**WHAT THE EXERCISE ASKS**
Starting with the line containing "filename tests/protection_flow.rs" and going on through the line containing "use aegis::store::MemoryStore;", return the lines of the data below exactly, and only those.
──────
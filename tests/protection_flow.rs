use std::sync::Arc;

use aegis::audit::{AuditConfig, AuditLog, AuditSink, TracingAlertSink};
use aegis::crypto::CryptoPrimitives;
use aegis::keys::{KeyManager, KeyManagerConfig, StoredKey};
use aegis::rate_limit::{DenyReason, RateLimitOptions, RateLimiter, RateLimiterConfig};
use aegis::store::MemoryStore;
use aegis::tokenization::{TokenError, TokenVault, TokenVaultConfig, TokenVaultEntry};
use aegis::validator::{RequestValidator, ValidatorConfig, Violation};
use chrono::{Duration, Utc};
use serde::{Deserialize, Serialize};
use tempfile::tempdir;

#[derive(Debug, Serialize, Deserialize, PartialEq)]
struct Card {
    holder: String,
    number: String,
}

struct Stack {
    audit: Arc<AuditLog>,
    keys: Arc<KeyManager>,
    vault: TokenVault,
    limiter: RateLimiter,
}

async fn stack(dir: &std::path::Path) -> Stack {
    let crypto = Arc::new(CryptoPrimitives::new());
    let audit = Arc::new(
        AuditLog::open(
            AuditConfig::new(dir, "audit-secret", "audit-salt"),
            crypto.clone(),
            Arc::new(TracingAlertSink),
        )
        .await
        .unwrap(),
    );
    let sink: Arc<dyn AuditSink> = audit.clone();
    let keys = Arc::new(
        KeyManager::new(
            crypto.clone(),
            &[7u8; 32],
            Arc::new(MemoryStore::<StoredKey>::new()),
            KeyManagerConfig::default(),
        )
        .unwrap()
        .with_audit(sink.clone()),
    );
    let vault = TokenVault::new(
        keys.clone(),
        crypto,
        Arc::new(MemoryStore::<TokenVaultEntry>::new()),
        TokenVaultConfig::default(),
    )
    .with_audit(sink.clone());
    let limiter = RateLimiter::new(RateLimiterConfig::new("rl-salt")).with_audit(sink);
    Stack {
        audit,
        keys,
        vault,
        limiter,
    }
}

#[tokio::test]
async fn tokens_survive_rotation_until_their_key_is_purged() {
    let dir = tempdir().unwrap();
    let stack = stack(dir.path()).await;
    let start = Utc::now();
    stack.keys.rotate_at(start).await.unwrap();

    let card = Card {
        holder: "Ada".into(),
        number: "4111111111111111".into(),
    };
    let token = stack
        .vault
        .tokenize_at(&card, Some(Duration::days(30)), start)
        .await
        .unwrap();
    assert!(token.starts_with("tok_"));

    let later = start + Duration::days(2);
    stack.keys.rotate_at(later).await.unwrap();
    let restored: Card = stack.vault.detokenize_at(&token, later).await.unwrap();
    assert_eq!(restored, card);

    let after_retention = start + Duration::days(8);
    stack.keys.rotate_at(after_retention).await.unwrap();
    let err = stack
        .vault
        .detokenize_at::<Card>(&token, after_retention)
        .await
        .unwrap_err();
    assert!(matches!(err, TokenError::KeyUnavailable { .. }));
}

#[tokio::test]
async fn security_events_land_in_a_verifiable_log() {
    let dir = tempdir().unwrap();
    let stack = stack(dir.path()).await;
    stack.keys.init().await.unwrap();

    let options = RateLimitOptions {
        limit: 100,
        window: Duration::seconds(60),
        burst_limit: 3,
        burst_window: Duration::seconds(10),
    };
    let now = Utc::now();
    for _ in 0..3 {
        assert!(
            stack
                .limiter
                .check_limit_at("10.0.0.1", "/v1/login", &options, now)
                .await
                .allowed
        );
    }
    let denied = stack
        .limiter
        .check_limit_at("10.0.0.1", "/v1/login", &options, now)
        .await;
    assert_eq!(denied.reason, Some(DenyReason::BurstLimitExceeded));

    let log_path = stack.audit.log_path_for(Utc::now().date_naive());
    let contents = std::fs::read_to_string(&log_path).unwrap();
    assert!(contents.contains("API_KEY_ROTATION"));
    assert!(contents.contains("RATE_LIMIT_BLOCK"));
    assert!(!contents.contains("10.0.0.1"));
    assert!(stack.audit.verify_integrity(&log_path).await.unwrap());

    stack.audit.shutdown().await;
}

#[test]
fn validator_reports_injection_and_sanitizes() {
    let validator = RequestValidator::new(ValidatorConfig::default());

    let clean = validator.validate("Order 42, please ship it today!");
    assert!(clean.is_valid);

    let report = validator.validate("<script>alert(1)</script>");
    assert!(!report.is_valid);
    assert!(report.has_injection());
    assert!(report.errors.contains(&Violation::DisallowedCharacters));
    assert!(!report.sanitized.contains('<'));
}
──────
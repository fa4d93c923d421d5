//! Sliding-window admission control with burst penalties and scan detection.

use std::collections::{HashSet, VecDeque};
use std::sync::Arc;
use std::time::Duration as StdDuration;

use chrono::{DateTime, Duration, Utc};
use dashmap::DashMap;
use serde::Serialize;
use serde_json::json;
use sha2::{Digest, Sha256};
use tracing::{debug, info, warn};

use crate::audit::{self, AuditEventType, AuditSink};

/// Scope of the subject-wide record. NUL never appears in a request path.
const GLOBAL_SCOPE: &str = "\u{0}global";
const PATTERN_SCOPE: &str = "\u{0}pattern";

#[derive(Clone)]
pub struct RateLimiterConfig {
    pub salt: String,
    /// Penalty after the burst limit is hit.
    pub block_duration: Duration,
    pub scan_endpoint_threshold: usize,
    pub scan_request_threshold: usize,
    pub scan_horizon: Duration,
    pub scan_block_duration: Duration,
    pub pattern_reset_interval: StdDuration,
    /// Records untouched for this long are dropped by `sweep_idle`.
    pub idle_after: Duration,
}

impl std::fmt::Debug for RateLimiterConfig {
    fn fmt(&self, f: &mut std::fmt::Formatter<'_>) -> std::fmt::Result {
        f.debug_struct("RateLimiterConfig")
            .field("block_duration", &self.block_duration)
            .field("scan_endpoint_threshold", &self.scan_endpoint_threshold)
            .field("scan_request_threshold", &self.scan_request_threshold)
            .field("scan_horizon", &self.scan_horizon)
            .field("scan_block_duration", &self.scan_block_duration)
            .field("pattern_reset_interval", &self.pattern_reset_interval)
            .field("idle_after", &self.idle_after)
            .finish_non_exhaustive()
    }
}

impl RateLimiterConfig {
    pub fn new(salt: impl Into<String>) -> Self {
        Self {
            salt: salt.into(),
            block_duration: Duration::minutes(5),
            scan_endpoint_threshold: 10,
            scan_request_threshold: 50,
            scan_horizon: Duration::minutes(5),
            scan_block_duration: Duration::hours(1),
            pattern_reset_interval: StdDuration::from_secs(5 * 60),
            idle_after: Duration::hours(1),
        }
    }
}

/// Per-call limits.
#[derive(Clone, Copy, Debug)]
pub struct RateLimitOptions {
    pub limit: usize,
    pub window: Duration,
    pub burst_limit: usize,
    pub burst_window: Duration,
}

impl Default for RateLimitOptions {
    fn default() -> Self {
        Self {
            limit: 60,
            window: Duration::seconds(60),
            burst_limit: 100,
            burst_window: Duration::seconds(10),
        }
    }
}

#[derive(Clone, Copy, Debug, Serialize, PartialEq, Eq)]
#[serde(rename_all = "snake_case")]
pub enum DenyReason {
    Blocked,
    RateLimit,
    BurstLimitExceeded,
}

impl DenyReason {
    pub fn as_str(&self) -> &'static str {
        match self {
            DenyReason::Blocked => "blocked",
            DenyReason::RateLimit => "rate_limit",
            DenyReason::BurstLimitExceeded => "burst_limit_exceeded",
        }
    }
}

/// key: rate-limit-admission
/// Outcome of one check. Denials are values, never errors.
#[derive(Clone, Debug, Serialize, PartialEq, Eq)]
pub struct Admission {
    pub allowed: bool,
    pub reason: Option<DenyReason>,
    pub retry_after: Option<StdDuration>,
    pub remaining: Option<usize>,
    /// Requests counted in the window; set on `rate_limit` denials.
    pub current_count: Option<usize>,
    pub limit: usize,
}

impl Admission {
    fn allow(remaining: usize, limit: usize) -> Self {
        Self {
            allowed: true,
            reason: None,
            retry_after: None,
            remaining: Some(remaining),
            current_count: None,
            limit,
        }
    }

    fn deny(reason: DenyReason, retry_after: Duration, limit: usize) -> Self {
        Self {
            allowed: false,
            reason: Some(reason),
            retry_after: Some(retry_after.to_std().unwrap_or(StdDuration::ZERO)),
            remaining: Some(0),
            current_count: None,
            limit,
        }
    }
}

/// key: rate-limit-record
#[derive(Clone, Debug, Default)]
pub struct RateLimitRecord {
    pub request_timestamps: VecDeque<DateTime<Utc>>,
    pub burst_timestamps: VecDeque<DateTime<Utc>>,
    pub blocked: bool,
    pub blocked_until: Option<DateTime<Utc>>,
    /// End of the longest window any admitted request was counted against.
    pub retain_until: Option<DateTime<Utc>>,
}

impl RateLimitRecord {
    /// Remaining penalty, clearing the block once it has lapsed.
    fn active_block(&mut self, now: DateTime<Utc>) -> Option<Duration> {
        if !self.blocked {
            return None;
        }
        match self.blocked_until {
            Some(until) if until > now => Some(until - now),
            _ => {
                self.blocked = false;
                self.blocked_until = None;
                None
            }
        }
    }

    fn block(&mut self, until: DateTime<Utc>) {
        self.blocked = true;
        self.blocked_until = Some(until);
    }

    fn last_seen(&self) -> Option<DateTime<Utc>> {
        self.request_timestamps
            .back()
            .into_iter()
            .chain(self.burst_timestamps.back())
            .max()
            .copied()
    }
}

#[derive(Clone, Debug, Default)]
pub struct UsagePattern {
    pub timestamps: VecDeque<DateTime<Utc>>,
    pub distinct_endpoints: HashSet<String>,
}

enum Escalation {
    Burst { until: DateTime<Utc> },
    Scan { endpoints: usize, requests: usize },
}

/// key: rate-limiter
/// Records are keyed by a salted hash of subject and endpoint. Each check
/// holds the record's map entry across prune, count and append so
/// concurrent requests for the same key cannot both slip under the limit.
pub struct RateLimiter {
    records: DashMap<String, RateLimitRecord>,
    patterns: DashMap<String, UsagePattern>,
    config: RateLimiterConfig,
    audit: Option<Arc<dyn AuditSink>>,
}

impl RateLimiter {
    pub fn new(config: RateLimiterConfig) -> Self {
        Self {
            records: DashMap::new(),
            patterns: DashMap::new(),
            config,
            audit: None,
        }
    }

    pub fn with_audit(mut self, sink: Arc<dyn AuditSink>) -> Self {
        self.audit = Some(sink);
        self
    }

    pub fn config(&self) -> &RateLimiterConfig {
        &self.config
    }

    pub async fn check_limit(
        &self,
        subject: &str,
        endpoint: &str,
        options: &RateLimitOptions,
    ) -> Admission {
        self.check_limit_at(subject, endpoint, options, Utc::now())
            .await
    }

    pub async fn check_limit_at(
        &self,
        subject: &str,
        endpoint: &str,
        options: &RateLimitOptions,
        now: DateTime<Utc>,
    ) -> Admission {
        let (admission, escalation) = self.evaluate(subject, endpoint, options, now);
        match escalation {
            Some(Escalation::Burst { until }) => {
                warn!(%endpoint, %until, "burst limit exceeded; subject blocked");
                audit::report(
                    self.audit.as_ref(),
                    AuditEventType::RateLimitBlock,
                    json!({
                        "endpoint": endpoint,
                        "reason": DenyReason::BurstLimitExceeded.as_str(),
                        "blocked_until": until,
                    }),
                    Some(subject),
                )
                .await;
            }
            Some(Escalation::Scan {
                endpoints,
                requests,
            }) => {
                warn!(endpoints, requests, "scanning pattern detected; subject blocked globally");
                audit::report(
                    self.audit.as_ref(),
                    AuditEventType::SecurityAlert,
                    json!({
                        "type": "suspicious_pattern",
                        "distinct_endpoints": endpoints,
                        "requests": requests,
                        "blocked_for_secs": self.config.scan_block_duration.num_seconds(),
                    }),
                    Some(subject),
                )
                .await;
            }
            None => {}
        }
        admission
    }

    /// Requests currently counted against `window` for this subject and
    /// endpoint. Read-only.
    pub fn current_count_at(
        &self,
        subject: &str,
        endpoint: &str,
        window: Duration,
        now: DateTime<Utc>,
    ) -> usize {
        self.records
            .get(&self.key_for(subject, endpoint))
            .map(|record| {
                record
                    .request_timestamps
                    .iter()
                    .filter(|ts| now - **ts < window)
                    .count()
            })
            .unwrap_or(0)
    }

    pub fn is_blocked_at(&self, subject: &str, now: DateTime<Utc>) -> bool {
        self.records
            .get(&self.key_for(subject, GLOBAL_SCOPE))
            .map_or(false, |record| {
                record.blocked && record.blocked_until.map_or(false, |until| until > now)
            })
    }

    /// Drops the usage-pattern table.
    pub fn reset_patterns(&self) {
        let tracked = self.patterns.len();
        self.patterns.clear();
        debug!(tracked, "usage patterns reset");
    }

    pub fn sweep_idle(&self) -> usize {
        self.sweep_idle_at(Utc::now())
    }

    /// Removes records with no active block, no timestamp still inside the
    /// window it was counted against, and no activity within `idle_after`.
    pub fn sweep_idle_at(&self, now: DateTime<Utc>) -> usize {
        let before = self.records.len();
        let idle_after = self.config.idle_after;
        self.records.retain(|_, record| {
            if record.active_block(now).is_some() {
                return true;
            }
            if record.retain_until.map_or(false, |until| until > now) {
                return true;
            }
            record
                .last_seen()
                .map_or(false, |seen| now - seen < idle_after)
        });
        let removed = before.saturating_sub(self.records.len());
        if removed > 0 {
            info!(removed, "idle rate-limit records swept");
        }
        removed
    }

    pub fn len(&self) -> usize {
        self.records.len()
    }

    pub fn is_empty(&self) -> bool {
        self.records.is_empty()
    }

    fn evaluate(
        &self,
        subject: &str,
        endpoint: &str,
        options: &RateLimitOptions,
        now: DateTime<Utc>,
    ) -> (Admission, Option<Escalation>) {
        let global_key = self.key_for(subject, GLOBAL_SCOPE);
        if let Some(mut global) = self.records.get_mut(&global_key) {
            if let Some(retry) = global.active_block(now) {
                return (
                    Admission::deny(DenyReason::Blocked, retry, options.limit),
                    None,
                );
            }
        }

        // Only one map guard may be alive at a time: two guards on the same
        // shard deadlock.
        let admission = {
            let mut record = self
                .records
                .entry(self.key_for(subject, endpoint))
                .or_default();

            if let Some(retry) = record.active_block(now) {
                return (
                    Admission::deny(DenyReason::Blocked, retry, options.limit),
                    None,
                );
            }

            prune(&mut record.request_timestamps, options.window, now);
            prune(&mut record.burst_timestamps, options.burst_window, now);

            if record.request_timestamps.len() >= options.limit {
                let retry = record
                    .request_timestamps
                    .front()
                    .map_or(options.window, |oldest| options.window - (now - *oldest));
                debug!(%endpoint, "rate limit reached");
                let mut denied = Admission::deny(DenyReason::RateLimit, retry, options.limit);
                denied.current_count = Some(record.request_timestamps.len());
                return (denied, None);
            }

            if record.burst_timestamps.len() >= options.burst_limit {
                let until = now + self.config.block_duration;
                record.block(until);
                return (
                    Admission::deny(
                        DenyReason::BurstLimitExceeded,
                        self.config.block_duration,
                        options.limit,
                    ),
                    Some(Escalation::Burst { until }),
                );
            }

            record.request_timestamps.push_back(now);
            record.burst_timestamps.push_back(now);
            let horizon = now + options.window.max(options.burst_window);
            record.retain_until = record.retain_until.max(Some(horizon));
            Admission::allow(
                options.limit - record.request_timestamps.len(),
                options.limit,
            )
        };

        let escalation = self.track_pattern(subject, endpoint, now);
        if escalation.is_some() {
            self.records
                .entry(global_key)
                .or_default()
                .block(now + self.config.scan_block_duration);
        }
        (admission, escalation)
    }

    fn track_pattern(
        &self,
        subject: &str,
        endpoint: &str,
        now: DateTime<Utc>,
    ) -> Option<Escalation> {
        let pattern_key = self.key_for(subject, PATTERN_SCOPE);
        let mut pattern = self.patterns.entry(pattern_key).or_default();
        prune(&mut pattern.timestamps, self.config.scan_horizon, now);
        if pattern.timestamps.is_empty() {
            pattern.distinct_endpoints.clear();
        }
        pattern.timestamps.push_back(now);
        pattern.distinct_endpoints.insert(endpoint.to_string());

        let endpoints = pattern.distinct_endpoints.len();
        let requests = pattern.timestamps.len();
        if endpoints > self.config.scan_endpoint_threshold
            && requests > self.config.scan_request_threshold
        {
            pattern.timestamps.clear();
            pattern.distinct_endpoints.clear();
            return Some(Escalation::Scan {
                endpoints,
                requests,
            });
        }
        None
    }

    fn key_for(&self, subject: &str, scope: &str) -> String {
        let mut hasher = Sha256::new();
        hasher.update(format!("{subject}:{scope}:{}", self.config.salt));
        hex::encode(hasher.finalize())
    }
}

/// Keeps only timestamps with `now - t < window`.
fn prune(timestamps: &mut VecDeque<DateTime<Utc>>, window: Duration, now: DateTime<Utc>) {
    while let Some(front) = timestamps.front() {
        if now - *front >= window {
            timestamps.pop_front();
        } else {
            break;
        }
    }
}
──────
**WRITTEN ANSWER**
filename tests/protection_flow.rs
use std::sync::Arc;

use aegis::audit::{AuditConfig, AuditLog, AuditSink, TracingAlertSink};
use aegis::crypto::CryptoPrimitives;
use aegis::keys::{KeyManager, KeyManagerConfig, StoredKey};
use aegis::rate_limit::{DenyReason, RateLimitOptions, RateLimiter, RateLimiterConfig};
use aegis::store::MemoryStore;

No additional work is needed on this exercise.